From Chemistry and Environmental Science

edgardo farinas Associate professor and chair of chemistry and environmental science Edgardo Farinas is working to engineer proteins designed to order. He is stabilizing G protein-coupled receptors (GPCRs) which transmit most cellular responses across cell membranes and are involved in almost every physiological process. Irregular control of these receptors leads to pathological conditions, and so these proteins are major drugs targets. He hopes to engineer GPCRs with enhanced stability by mimicking evolution in a test tube to further understand the process of activation and deactivation at the molecular level.

From Physics

Reginald Farrow and Gordon Thomas Reginald Farrow, research professor, and Gordon Thomas, professor, are two of NJIT’s most prolific inventors. They recently received a patent for their NJIT SmartShunt, a device that enables the non-invasive wireless monitoring of a shunt that drains fluid out of the brain for patients suffering from severe excess pressure in the brain due to hydrocephalus or brain injury. They received a $3 million grant from the National Institutes of Health for work on the smart shunt with Dr. Joseph Madsen of Children’s Hospital Boston and Infoscitex Corporation.

From Mathematical Sciences and Biological Sciences

Jorge Golowasch Jorge Golowasch, professor and chair, studies the relationship between biological rhythms and neuroactive substances such as neuromodulators, hormones and neurotransmitters. He is looking into the mechanisms by which neuromodulators and the neuronal networks’ own activity regulate rhythmic pattern generation to understand the normal function of the nervous system. The capacity to recover stable neuronal output following disease or trauma may be of enormous therapeutic relevance and lead to the design of effective treatments for trauma, memory and sleep disorders.
Farzan Nadim Professor Farzan Nadim's research focus is to understand how synaptic dynamics, such as short-term depression and facilitation contribute to the generation and control of oscillatory neuronal activity. Such synaptic dynamics are found ubiquitously in all parts of the nervous systems. He hopes to gain an understanding of how synaptic dynamics such as short-term depression and facilitation contribute to the generation and control of uninterrupted patterns of neuron activity, providing insights into neurological disorders such as epilepsy.
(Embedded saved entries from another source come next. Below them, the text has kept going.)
use async_trait::async_trait;
use chrono::Utc;
use hmac::{Hmac, Mac};
use reqwest::{Client, Url};
use serde_json::{Map, Value};
use sha2::{Digest, Sha256};
use std::collections::BTreeMap;

use super::{NotificationSender, SenderError, object_content, parse_config, read_json_response};
use crate::notifications::models::SmsConfig;

type HmacSha256 = Hmac<Sha256>;

const DEFAULT_ENDPOINT: &str = "https://dysmsapi.aliyuncs.com";
const ACTION: &str = "SendSms";
const API_VERSION: &str = "2017-05-25";
const ALGORITHM: &str = "ACS3-HMAC-SHA256";
const REQUIRED_CONTENT_FIELDS: [&str; 3] = ["phone_numbers", "sign_name", "template_code"];

/// A sender for Aliyun SMS (Dysms `SendSms`), signed with ACS3-HMAC-SHA256.
pub struct SmsSender {
    client: Client,
}

impl SmsSender {
    pub fn new(client: Client) -> Self {
        Self { client }
    }
}

/// The `SendSms` query parameters extracted from the content object.
/// Keys other than the three required ones become template variables.
fn request_params(content: &Map<String, Value>) -> Result<BTreeMap<&'static str, String>, SenderError> {
    for field in REQUIRED_CONTENT_FIELDS {
        if !content.contains_key(field) {
            return Err(SenderError::InvalidContent(format!(
                "content is missing required field: {field}"
            )));
        }
    }

    let template_vars: BTreeMap<&str, String> = content
        .iter()
        .filter(|(key, _)| !REQUIRED_CONTENT_FIELDS.contains(&key.as_str()))
        .map(|(key, value)| (key.as_str(), param_string(value)))
        .collect();
    let template_param = serde_json::to_string(&template_vars)
        .map_err(|e| SenderError::InvalidContent(e.to_string()))?;

    let mut params = BTreeMap::new();
    params.insert("PhoneNumbers", param_string(&content["phone_numbers"]));
    params.insert("SignName", param_string(&content["sign_name"]));
    params.insert("TemplateCode", param_string(&content["template_code"]));
    params.insert("TemplateParam", template_param);
    Ok(params)
}

/// Stringifies a content value; lists of phone numbers are comma-joined.
fn param_string(value: &Value) -> String {
    match value {
        Value::String(s) => s.clone(),
        Value::Array(items) => items.iter().map(param_string).collect::<Vec<_>>().join(","),
        other => other.to_string(),
    }
}

fn canonical_query(params: &BTreeMap<&str, String>) -> String {
    params
        .iter()
        .map(|(key, value)| format!("{}={}", urlencoding::encode(key), urlencoding::encode(value)))
        .collect::<Vec<_>>()
        .join("&")
}

/// Returns the canonical request and the `SignedHeaders` list.
/// Header names must already be lowercase; the map keeps them sorted.
fn canonical_request(query: &str, headers: &BTreeMap<String, String>, hashed_payload: &str) -> (String, String) {
    let canonical_headers: String = headers
        .iter()
        .map(|(name, value)| format!("{name}:{}\n", value.trim()))
        .collect();
    let signed_headers = headers.keys().cloned().collect::<Vec<_>>().join(";");
    let canonical = format!("POST\n/\n{query}\n{canonical_headers}\n{signed_headers}\n{hashed_payload}");
    (canonical, signed_headers)
}

fn signature(secret: &str, canonical_request: &str) -> String {
    let string_to_sign = format!(
        "{ALGORITHM}\n{}",
        hex::encode(Sha256::digest(canonical_request.as_bytes()))
    );
    let mut mac =
        HmacSha256::new_from_slice(secret.as_bytes()).expect("HMAC can take key of any size");
    mac.update(string_to_sign.as_bytes());
    hex::encode(mac.finalize().into_bytes())
}

fn host_header(url: &Url) -> Result<String, SenderError> {
    let host = url
        .host_str()
        .ok_or_else(|| SenderError::InvalidConfiguration("endpoint has no host".to_string()))?;
    Ok(match url.port() {
        Some(port) => format!("{host}:{port}"),
        None => host.to_string(),
    })
}

#[async_trait]
impl NotificationSender for SmsSender {
    async fn send(&self, config: &Value, content: &Value) -> Result<(), SenderError> {
        let config: SmsConfig = parse_config(config)?;
        let params = request_params(&object_content(content)?)?;

        let endpoint = config
            .endpoint
            .as_deref()
            .unwrap_or(DEFAULT_ENDPOINT)
            .trim_end_matches('/');
        let query = canonical_query(&params);
        let url = Url::parse(&format!("{endpoint}/?{query}"))
            .map_err(|_| SenderError::InvalidConfiguration("endpoint is not a valid URL".to_string()))?;

        let hashed_payload = hex::encode(Sha256::digest(b""));
        let mut headers = BTreeMap::new();
        headers.insert("host".to_string(), host_header(&url)?);
        headers.insert("x-acs-action".to_string(), ACTION.to_string());
        headers.insert("x-acs-content-sha256".to_string(), hashed_payload.clone());
        headers.insert(
            "x-acs-date".to_string(),
            Utc::now().format("%Y-%m-%dT%H:%M:%SZ").to_string(),
        );
        headers.insert("x-acs-signature-nonce".to_string(), uuid::Uuid::new_v4().to_string());
        headers.insert("x-acs-version".to_string(), API_VERSION.to_string());

        let (canonical, signed_headers) = canonical_request(&query, &headers, &hashed_payload);
        let authorization = format!(
            "{ALGORITHM} Credential={},SignedHeaders={signed_headers},Signature={}",
            config.access_key_id,
            signature(&config.access_key_secret, &canonical)
        );

        let mut request = self.client.post(url).header("authorization", authorization);
        for (name, value) in headers.iter().filter(|(name, _)| name.as_str() != "host") {
            request = request.header(name.as_str(), value.as_str());
        }

        let response = request.send().await?;
        let result = read_json_response(response, "SMS provider").await?;

        match result.get("Code").and_then(Value::as_str) {
            Some("OK") => Ok(()),
            _ => Err(SenderError::SendFailed(format!(
                "SMS send failed: {}",
                result.get("Message").and_then(Value::as_str).unwrap_or("unknown error")
            ))),
        }
    }
}

#[cfg(test)]
mod tests {
    use super::*;
    use serde_json::json;
    use wiremock::matchers::{header, header_regex, method, path, query_param};
    use wiremock::{Mock, MockServer, ResponseTemplate};

    const EMPTY_SHA256: &str = "e3b0c44298fc1c149afbf4c8996fb92427ae41e4649b934ca495991b7852b855";

    #[test]
    fn template_variables_are_stringified_and_separated() {
        let content = object_content(&json!({
            "phone_numbers": "13800000000",
            "sign_name": "阿里云",
            "template_code": "SMS_1",
            "code": 1234
        }))
        .unwrap();
        let params = request_params(&content).unwrap();
        assert_eq!(params["TemplateParam"], r#"{"code":"1234"}"#);
        assert_eq!(params["PhoneNumbers"], "13800000000");
    }

    #[test]
    fn missing_required_content_field_is_named() {
        let content = object_content(&json!({"phone_numbers": "1", "sign_name": "x"})).unwrap();
        let err = request_params(&content).unwrap_err();
        assert!(err.to_string().contains("template_code"));
    }

    #[test]
    fn signature_matches_reference_value() {
        let mut params = BTreeMap::new();
        params.insert("PhoneNumbers", "13800000000".to_string());
        params.insert("SignName", "阿里云".to_string());
        params.insert("TemplateCode", "SMS_1".to_string());
        params.insert("TemplateParam", r#"{"code":"1234"}"#.to_string());
        let query = canonical_query(&params);
        assert_eq!(
            query,
            "PhoneNumbers=13800000000&SignName=%E9%98%BF%E9%87%8C%E4%BA%91&TemplateCode=SMS_1&TemplateParam=%7B%22code%22%3A%221234%22%7D"
        );

        let headers: BTreeMap<String, String> = [
            ("host", "dysmsapi.aliyuncs.com"),
            ("x-acs-action", "SendSms"),
            ("x-acs-content-sha256", EMPTY_SHA256),
            ("x-acs-date", "2024-01-01T00:00:00Z"),
            ("x-acs-signature-nonce", "nonce-1"),
            ("x-acs-version", "2017-05-25"),
        ]
        .into_iter()
        .map(|(k, v)| (k.to_string(), v.to_string()))
        .collect();

        let (canonical, signed_headers) = canonical_request(&query, &headers, EMPTY_SHA256);
        assert_eq!(
            signed_headers,
            "host;x-acs-action;x-acs-content-sha256;x-acs-date;x-acs-signature-nonce;x-acs-version"
        );
        assert_eq!(
            signature("testsecret", &canonical),
            "6ee1f2d60ae2e07bae57820affb919504dc1ea15028d68f047a60f84e6432b23"
        );
    }

    #[tokio::test]
    async fn signed_request_succeeds_on_ok_code() {
        let server = MockServer::start().await;
        Mock::given(method("POST"))
            .and(path("/"))
            .and(query_param("PhoneNumbers", "13800000000"))
            .and(query_param("TemplateCode", "SMS_1"))
            .and(query_param("TemplateParam", r#"{"code":"1234"}"#))
            .and(header("x-acs-action", "SendSms"))
            .and(header("x-acs-version", "2017-05-25"))
            .and(header_regex(
                "authorization",
                "^ACS3-HMAC-SHA256 Credential=LTAItest,SignedHeaders=host;x-acs-action;x-acs-content-sha256;x-acs-date;x-acs-signature-nonce;x-acs-version,Signature=[0-9a-f]{64}$",
            ))
            .respond_with(ResponseTemplate::new(200).set_body_json(json!({"Code": "OK", "Message": "OK"})))
            .expect(1)
            .mount(&server)
            .await;

        let config = json!({
            "access_key_id": "LTAItest",
            "access_key_secret": "secret",
            "endpoint": server.uri()
        });
        let content = json!({
            "phone_numbers": "13800000000",
            "sign_name": "Acme",
            "template_code": "SMS_1",
            "code": "1234"
        });
        SmsSender::new(Client::new()).send(&config, &content).await.unwrap();
    }

    #[tokio::test]
    async fn provider_message_is_surfaced() {
        let server = MockServer::start().await;
        Mock::given(method("POST"))
            .respond_with(ResponseTemplate::new(400).set_body_json(
                json!({"Code": "isv.BUSINESS_LIMIT_CONTROL", "Message": "触发分钟级流控"}),
            ))
            .mount(&server)
            .await;

        let config = json!({"access_key_id": "a", "access_key_secret": "b", "endpoint": server.uri()});
        let content = json!({"phone_numbers": "1", "sign_name": "s", "template_code": "t"});
        let err = SmsSender::new(Client::new()).send(&config, &content).await.unwrap_err();
        assert!(err.to_string().contains("触发分钟级流控"));
    }

    #[tokio::test]
    async fn missing_access_key_is_a_config_error() {
        let content = json!({"phone_numbers": "1", "sign_name": "s", "template_code": "t"});
        let err = SmsSender::new(Client::new())
            .send(&json!({"access_key_id": "a"}), &content)
            .await
            .unwrap_err();
        assert!(err.to_string().contains("access_key_secret"));
    }
}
From Business and Management

Cesar Bandera Assistant Professor Cesar Bandera focuses his research on the emerging field of mobile- or m-health. Through his company Cell Podium, he has NIH support to develop applications for environmental public health outreach and training via cell phone. In 2010-2011, he was enlisted by the Center for Disease Control to help train clinicians in Haiti who were treating victims of a cholera epidemic.  He also has grant support from the National Institute for Occupational Safety and Health to employ m-health technology to improve safety and construction sites.

From Computer Science

Yehoshua Perl and James Geller Professors Yehoshua Perl and James Geller focus their research on large terminological databases – how to efficiently store and retrieve knowledge in huge repositories, and to develop new approaches to extract the meaning and assure the integrity of stored knowledge. They have been involved in developing a simplified, compact semantic network to organize the large, complex clinical databases used in hospitals. They recently completed two studies supported by the National Library of Medicine with over $2.5 million, to track down and correct incorrect or misplaced medical terms. The systems studied are the Unified Medical Language System, a terminological knowledge base of 2.6 million concepts taken from 160 specialized medical terminologies, and SNOMED CT, an international clinical terminology of over 300,000 concepts used for coding in Electronic Health Records.